Nel contesto biblico, Ezra è noto soprattutto per la figura di un rabbino, scriba e profeta, che, secondo il racconto del libro di Ezra, guidò un gruppo di esiliati israeliti nel processo di riconciliazione con la loro terra e di ristrutturazione del Tempio di Gerusalemme dopo l’esilio babilonese. La sua opera di redazione e trascrizione dei testi sacri ha consolidato la sua fama come custode della tradizione religiosa.
Il nome è emerso, dunque, dal patrimonio culturale e religioso del popolo ebraico e si è diffuso in molte lingue e culture. Oltre al suo utilizzo nelle comunità giudeche, è stato adottato anche in ambito cristiano, soprattutto nei Paesi occidentali, dove spesso appare come variante del nome “Ezra” inglese. Negli ultimi decenni, “Ezra” ha goduto di una crescente popolarità in paesi come gli Stati Uniti, la Gran Bretagna e l’Australia, grazie in parte alla sua sonorità breve e marcata.
Essendo un nome con radici antiche ma anche con una presenza contemporanea, “Ezra” conserva un fascino universale che attraversa confini religiosi e culturali, rappresentando un ponte tra il passato biblico e la società moderna.

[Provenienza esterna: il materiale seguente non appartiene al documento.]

pub mod postgres;
use serde::{Deserialize, Serialize};

use super::value_objects::{Password, Username};

/// Attributes the identity provider reports for an authenticated user
#[derive(Debug, Clone, Default, PartialEq, Eq, Serialize, Deserialize)]
pub struct IdentityClaims {
  pub subject_id: String,
  pub email: Option<String>,
  pub name: Option<String>,
  pub phone_number: Option<String>,
  #[serde(default)]
  pub email_verified: bool,
  #[serde(default)]
  pub phone_verified: bool,
}

/// Tokens issued by the identity provider
#[derive(Debug, Clone)]
pub struct AuthTokens {
  pub access_token: String,
  pub id_token: Option<String>,
  pub refresh_token: Option<String>,
  pub expires_in_seconds: u64,
}

/// Registration sent to the identity provider
#[derive(Debug, Clone)]
pub struct SignUpRequest {
  pub username: Username,
  pub password: Password,
  pub name: String,
  pub email: String,
  /// E.164
  pub phone_number: String,
}

#[derive(Debug, Clone)]
pub struct SignUpOutcome {
  pub subject_id: String,
  /// Whether the account is usable without a confirmation code
  pub confirmed: bool,
}

/// Where an authenticated user goes next
#[derive(Debug, Clone, PartialEq, Eq)]
pub enum Destination {
  Chat,
  CompleteProfile {
    name: Option<String>,
    email: Option<String>,
  },
}

impl Destination {
  pub const CHAT_PATH: &'static str = "/chat";
  pub const COMPLETE_PROFILE_PATH: &'static str = "/auth/complete-profile";

  /// Absolute location under `base_url`
  pub fn location(&self, base_url: &str) -> String {
    let base_url = base_url.trim_end_matches('/');

    match self {
      Destination::Chat => format!("{}{}", base_url, Self::CHAT_PATH),
      Destination::CompleteProfile { name, email } => {
        let params: Vec<(&str, &str)> = [("name", name), ("email", email)]
          .into_iter()
          .filter_map(|(key, value)| {
            value
              .as_deref()
              .filter(|v| !v.is_empty())
              .map(|v| (key, v))
          })
          .collect();

        let query = serde_urlencoded::to_string(&params).unwrap_or_default();
        if query.is_empty() {
          format!("{}{}", base_url, Self::COMPLETE_PROFILE_PATH)
        } else {
          format!("{}{}?{}", base_url, Self::COMPLETE_PROFILE_PATH, query)
        }
      }
    }
  }
}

Il nome Ezra è stato scelto solo due volte come nome per bambini nati in Italia nell'anno 2023, secondo le statistiche recenti disponibili. Questo nome relativamente raro può essere un'opzione interessante per coloro che cercano un nome distintivo e poco comune per il loro figlio o figlia. Tuttavia, è importante notare che la popolarità dei nomi può variare da un anno all'altro e da una regione all'altra del paese, quindi è sempre consigliabile verificare le statistiche più recenti per avere un'idea più precisa della tendenza attuale dei nomi in Italia.